• **WORK TO COMPLETE**:
Every record, from first to last, should be retyped word for word.

• **WORKING DATA**:

//! Request/response `Value` conversion at the HTTP boundary (spec §4.7
//! step 4: "invoke the user-registered handler with request/response
//! Values").
//!
//! Neither spec.md nor the teacher fixes an exact wire shape for this
//! handoff (raya has no embedded HTTP server at all — see DESIGN.md), so
//! the request and response are plain associative arrays built from the
//! same `EmberArray`/`EmberString` primitives every other native boundary
//! uses: a script-level handler reads `$request["method"]` etc. and
//! returns `["status" => 200, "headers" => [...], "body" => "..."]`.

use ember_core::heap::array::{ArrayKey, EmberArray};
use ember_core::heap::string::{Encoding, EmberString};
use ember_core::value::HeapTag;
use ember_core::vm::Vm;
use ember_core::Value;
use ember_http::{HttpResponse, RequestContext};

/// Build the request array passed as the sole argument to a route's script
/// function: `method`, `path`, `query`, `headers`, `body`, `params`. Every
/// value allocated here is registered with `vm`'s collector, same as
/// anything the evaluator itself allocates (see `ember_core::eval::Evaluator`'s
/// `alloc_*` helpers) — otherwise a request handler that stashes part of its
/// own request array somewhere long-lived would hand back a value the
/// collector never traces.
pub fn request_to_value(vm: &mut Vm, ctx: &RequestContext) -> Value {
    let mut alloc_str = |vm: &mut Vm, s: EmberString| -> Value {
        let v = ember_core::heap::alloc_string(s);
        vm.memory.register(v);
        v
    };

    let mut request = EmberArray::new();
    let method = alloc_str(vm, EmberString::from_str(&ctx.request.method));
    request.set(ArrayKey::from("method"), method);
    let path = alloc_str(vm, EmberString::from_str(&ctx.request.path));
    request.set(ArrayKey::from("path"), path);
    let query = alloc_str(vm, EmberString::from_str(&ctx.request.query));
    request.set(ArrayKey::from("query"), query);

    let mut headers = EmberArray::new();
    for (name, value) in &ctx.request.headers {
        let v = alloc_str(vm, EmberString::from_str(value));
        headers.set(ArrayKey::from(name.clone()), v);
    }
    let headers_val = ember_core::heap::alloc_array(headers);
    vm.memory.register(headers_val);
    request.set(ArrayKey::from("headers"), headers_val);

    let body = alloc_str(vm, EmberString::new(ctx.request.body.clone(), Encoding::Binary));
    request.set(ArrayKey::from("body"), body);

    let mut params = EmberArray::new();
    for (name, value) in &ctx.params {
        let v = alloc_str(vm, EmberString::from_str(value));
        params.set(ArrayKey::from(name.clone()), v);
    }
    let params_val = ember_core::heap::alloc_array(params);
    vm.memory.register(params_val);
    request.set(ArrayKey::from("params"), params_val);

    let request_val = ember_core::heap::alloc_array(request);
    vm.memory.register(request_val);
    request_val
}

/// Call `function` with the request array built from `ctx`, convert the
/// return value into an `HttpResponse`, and release the call's return
/// value once read. An uncaught exception becomes a `500`.
pub fn dispatch_request(vm: &mut Vm, function: &str, ctx: &mut RequestContext) -> HttpResponse {
    let request = request_to_value(vm, ctx);
    match vm.call(function, vec![request]) {
        Ok(result) => response_from_value(result),
        Err(exc) => HttpResponse::text(500, exc.value.message()),
    }
}

/// Read a response array (`status`, `headers`, `body`) into an
/// `HttpResponse`, releasing the array afterwards.
fn response_from_value(value: Value) -> HttpResponse {
    let response = read_response(value);
    ember_core::heap::release(value);
    response
}

fn read_response(value: Value) -> HttpResponse {
    let Some(addr) = value.as_addr_of(HeapTag::Array) else {
        return HttpResponse::text(500, "route handler did not return a response array");
    };
    let arr = unsafe { ember_core::heap::deref::<EmberArray>(addr) };

    let status = arr.get(&ArrayKey::from("status")).and_then(|v| v.as_int()).unwrap_or(200).clamp(100, 599) as u16;

    let body = arr.get(&ArrayKey::from("body")).and_then(string_bytes).unwrap_or_default();
    let mut response = HttpResponse::with_status(status);
    response.body = body;

    if let Some(headers_value) = arr.get(&ArrayKey::from("headers")) {
        if let Some(headers_addr) = headers_value.as_addr_of(HeapTag::Array) {
            let headers = unsafe { ember_core::heap::deref::<EmberArray>(headers_addr) };
            for (key, v) in headers.iter() {
                if let ArrayKey::Str(name) = key {
                    if let Some(bytes) = string_bytes(v) {
                        response.headers.push((name.clone(), String::from_utf8_lossy(&bytes).into_owned()));
                    }
                }
            }
        }
    }

    response
}

fn string_bytes(v: Value) -> Option<Vec<u8>> {
    let addr = v.as_addr_of(HeapTag::String)?;
    Some(unsafe { ember_core::heap::deref::<EmberString>(addr) }.as_bytes().to_vec())
}

#[cfg(test)]
mod tests {
    use super::*;
    use ember_core::heap::array::ArrayKey as Key;

    #[test]
    fn request_value_carries_method_and_path() {
        let mut vm = Vm::new(std::rc::Rc::new(ember_core::ast::Program::new("test.phpl")));
        let mut ctx = RequestContext::new_standalone();
        ctx.request.method = "GET".to_string();
        ctx.request.path = "/users/7".to_string();
        let value = request_to_value(&mut vm, &ctx);
        let addr = value.as_addr_of(HeapTag::Array).unwrap();
        let arr = unsafe { ember_core::heap::deref::<EmberArray>(addr) };
        let method_addr = arr.get(&Key::from("method")).unwrap().as_addr_of(HeapTag::String).unwrap();
        let method = unsafe { ember_core::heap::deref::<EmberString>(method_addr) };
        assert_eq!(method.to_string_lossy(), "GET");
        ember_core::heap::release(value);
    }

    #[test]
    fn response_value_with_no_status_defaults_to_200() {
        let mut arr = EmberArray::new();
        arr.set(ArrayKey::from("body"), ember_core::heap::alloc_string(EmberString::from_str("ok")));
        let value = ember_core::heap::alloc_array(arr);
        let response = response_from_value(value);
        assert_eq!(response.status, 200);
        assert_eq!(response.body, b"ok");
    }

    #[test]
    fn response_value_with_explicit_headers_carries_them_through() {
        let mut headers = EmberArray::new();
        headers.set(ArrayKey::from("X-Test"), ember_core::heap::alloc_string(EmberString::from_str("1")));
        let mut arr = EmberArray::new();
        arr.set(ArrayKey::from("status"), Value::of_int(201));
        arr.set(ArrayKey::from("headers"), ember_core::heap::alloc_array(headers));
        let value = ember_core::heap::alloc_array(arr);
        let response = response_from_value(value);
        assert_eq!(response.status, 201);
        assert!(response.headers.iter().any(|(k, v)| k == "X-Test" && v == "1"));
    }

    #[test]
    fn non_array_return_value_is_a_500() {
        let response = response_from_value(Value::null());
        assert_eq!(response.status, 500);
    }
}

• **TASK SOLUTION**:
//! Request/response `Value` conversion at the HTTP boundary (spec §4.7
//! step 4: "invoke the user-registered handler with request/response
//! Values").
//!
//! Neither spec.md nor the teacher fixes an exact wire shape for this
//! handoff (raya has no embedded HTTP server at all — see DESIGN.md), so
//! the request and response are plain associative arrays built from the
//! same `EmberArray`/`EmberString` primitives every other native boundary
//! uses: a script-level handler reads `$request["method"]` etc. and
//! returns `["status" => 200, "headers" => [...], "body" => "..."]`.

use ember_core::heap::array::{ArrayKey, EmberArray};
use ember_core::heap::string::{Encoding, EmberString};
use ember_core::value::HeapTag;
use ember_core::vm::Vm;
use ember_core::Value;
use ember_http::{HttpResponse, RequestContext};

/// Build the request array passed as the sole argument to a route's script
/// function: `method`, `path`, `query`, `headers`, `body`, `params`. Every
/// value allocated here is registered with `vm`'s collector, same as
/// anything the evaluator itself allocates (see `ember_core::eval::Evaluator`'s
/// `alloc_*` helpers) — otherwise a request handler that stashes part of its
/// own request array somewhere long-lived would hand back a value the
/// collector never traces.
pub fn request_to_value(vm: &mut Vm, ctx: &RequestContext) -> Value {
    let mut alloc_str = |vm: &mut Vm, s: EmberString| -> Value {
        let v = ember_core::heap::alloc_string(s);
        vm.memory.register(v);
        v
    };

    let mut request = EmberArray::new();
    let method = alloc_str(vm, EmberString::from_str(&ctx.request.method));
    request.set(ArrayKey::from("method"), method);
    let path = alloc_str(vm, EmberString::from_str(&ctx.request.path));
    request.set(ArrayKey::from("path"), path);
    let query = alloc_str(vm, EmberString::from_str(&ctx.request.query));
    request.set(ArrayKey::from("query"), query);

    let mut headers = EmberArray::new();
    for (name, value) in &ctx.request.headers {
        let v = alloc_str(vm, EmberString::from_str(value));
        headers.set(ArrayKey::from(name.clone()), v);
    }
    let headers_val = ember_core::heap::alloc_array(headers);
    vm.memory.register(headers_val);
    request.set(ArrayKey::from("headers"), headers_val);

    let body = alloc_str(vm, EmberString::new(ctx.request.body.clone(), Encoding::Binary));
    request.set(ArrayKey::from("body"), body);

    let mut params = EmberArray::new();
    for (name, value) in &ctx.params {
        let v = alloc_str(vm, EmberString::from_str(value));
        params.set(ArrayKey::from(name.clone()), v);
    }
    let params_val = ember_core::heap::alloc_array(params);
    vm.memory.register(params_val);
    request.set(ArrayKey::from("params"), params_val);

    let request_val = ember_core::heap::alloc_array(request);
    vm.memory.register(request_val);
    request_val
}

/// Call `function` with the request array built from `ctx`, convert the
/// return value into an `HttpResponse`, and release the call's return
/// value once read. An uncaught exception becomes a `500`.
pub fn dispatch_request(vm: &mut Vm, function: &str, ctx: &mut RequestContext) -> HttpResponse {
    let request = request_to_value(vm, ctx);
    match vm.call(function, vec![request]) {
        Ok(result) => response_from_value(result),
        Err(exc) => HttpResponse::text(500, exc.value.message()),
    }
}

/// Read a response array (`status`, `headers`, `body`) into an
/// `HttpResponse`, releasing the array afterwards.
fn response_from_value(value: Value) -> HttpResponse {
    let response = read_response(value);
    ember_core::heap::release(value);
    response
}

fn read_response(value: Value) -> HttpResponse {
    let Some(addr) = value.as_addr_of(HeapTag::Array) else {
        return HttpResponse::text(500, "route handler did not return a response array");
    };
    let arr = unsafe { ember_core::heap::deref::<EmberArray>(addr) };

    let status = arr.get(&ArrayKey::from("status")).and_then(|v| v.as_int()).unwrap_or(200).clamp(100, 599) as u16;

    let body = arr.get(&ArrayKey::from("body")).and_then(string_bytes).unwrap_or_default();
    let mut response = HttpResponse::with_status(status);
    response.body = body;

    if let Some(headers_value) = arr.get(&ArrayKey::from("headers")) {
        if let Some(headers_addr) = headers_value.as_addr_of(HeapTag::Array) {
            let headers = unsafe { ember_core::heap::deref::<EmberArray>(headers_addr) };
            for (key, v) in headers.iter() {
                if let ArrayKey::Str(name) = key {
                    if let Some(bytes) = string_bytes(v) {
                        response.headers.push((name.clone(), String::from_utf8_lossy(&bytes).into_owned()));
                    }
                }
            }
        }
    }

    response
}

fn string_bytes(v: Value) -> Option<Vec<u8>> {
    let addr = v.as_addr_of(HeapTag::String)?;
    Some(unsafe { ember_core::heap::deref::<EmberString>(addr) }.as_bytes().to_vec())
}

#[cfg(test)]
mod tests {
    use super::*;
    use ember_core::heap::array::ArrayKey as Key;

    #[test]
    fn request_value_carries_method_and_path() {
        let mut vm = Vm::new(std::rc::Rc::new(ember_core::ast::Program::new("test.phpl")));
        let mut ctx = RequestContext::new_standalone();
        ctx.request.method = "GET".to_string();
        ctx.request.path = "/users/7".to_string();
        let value = request_to_value(&mut vm, &ctx);
        let addr = value.as_addr_of(HeapTag::Array).unwrap();
        let arr = unsafe { ember_core::heap::deref::<EmberArray>(addr) };
        let method_addr = arr.get(&Key::from("method")).unwrap().as_addr_of(HeapTag::String).unwrap();
        let method = unsafe { ember_core::heap::deref::<EmberString>(method_addr) };
        assert_eq!(method.to_string_lossy(), "GET");
        ember_core::heap::release(value);
    }

    #[test]
    fn response_value_with_no_status_defaults_to_200() {
        let mut arr = EmberArray::new();
        arr.set(ArrayKey::from("body"), ember_core::heap::alloc_string(EmberString::from_str("ok")));
        let value = ember_core::heap::alloc_array(arr);
        let response = response_from_value(value);
        assert_eq!(response.status, 200);
        assert_eq!(response.body, b"ok");
    }

    #[test]
    fn response_value_with_explicit_headers_carries_them_through() {
        let mut headers = EmberArray::new();
        headers.set(ArrayKey::from("X-Test"), ember_core::heap::alloc_string(EmberString::from_str("1")));
        let mut arr = EmberArray::new();
        arr.set(ArrayKey::from("status"), Value::of_int(201));
        arr.set(ArrayKey::from("headers"), ember_core::heap::alloc_array(headers));
        let value = ember_core::heap::alloc_array(arr);
        let response = response_from_value(value);
        assert_eq!(response.status, 201);
        assert!(response.headers.iter().any(|(k, v)| k == "X-Test" && v == "1"));
    }

    #[test]
    fn non_array_return_value_is_a_500() {
        let response = response_from_value(Value::null());
        assert_eq!(response.status, 500);
    }
}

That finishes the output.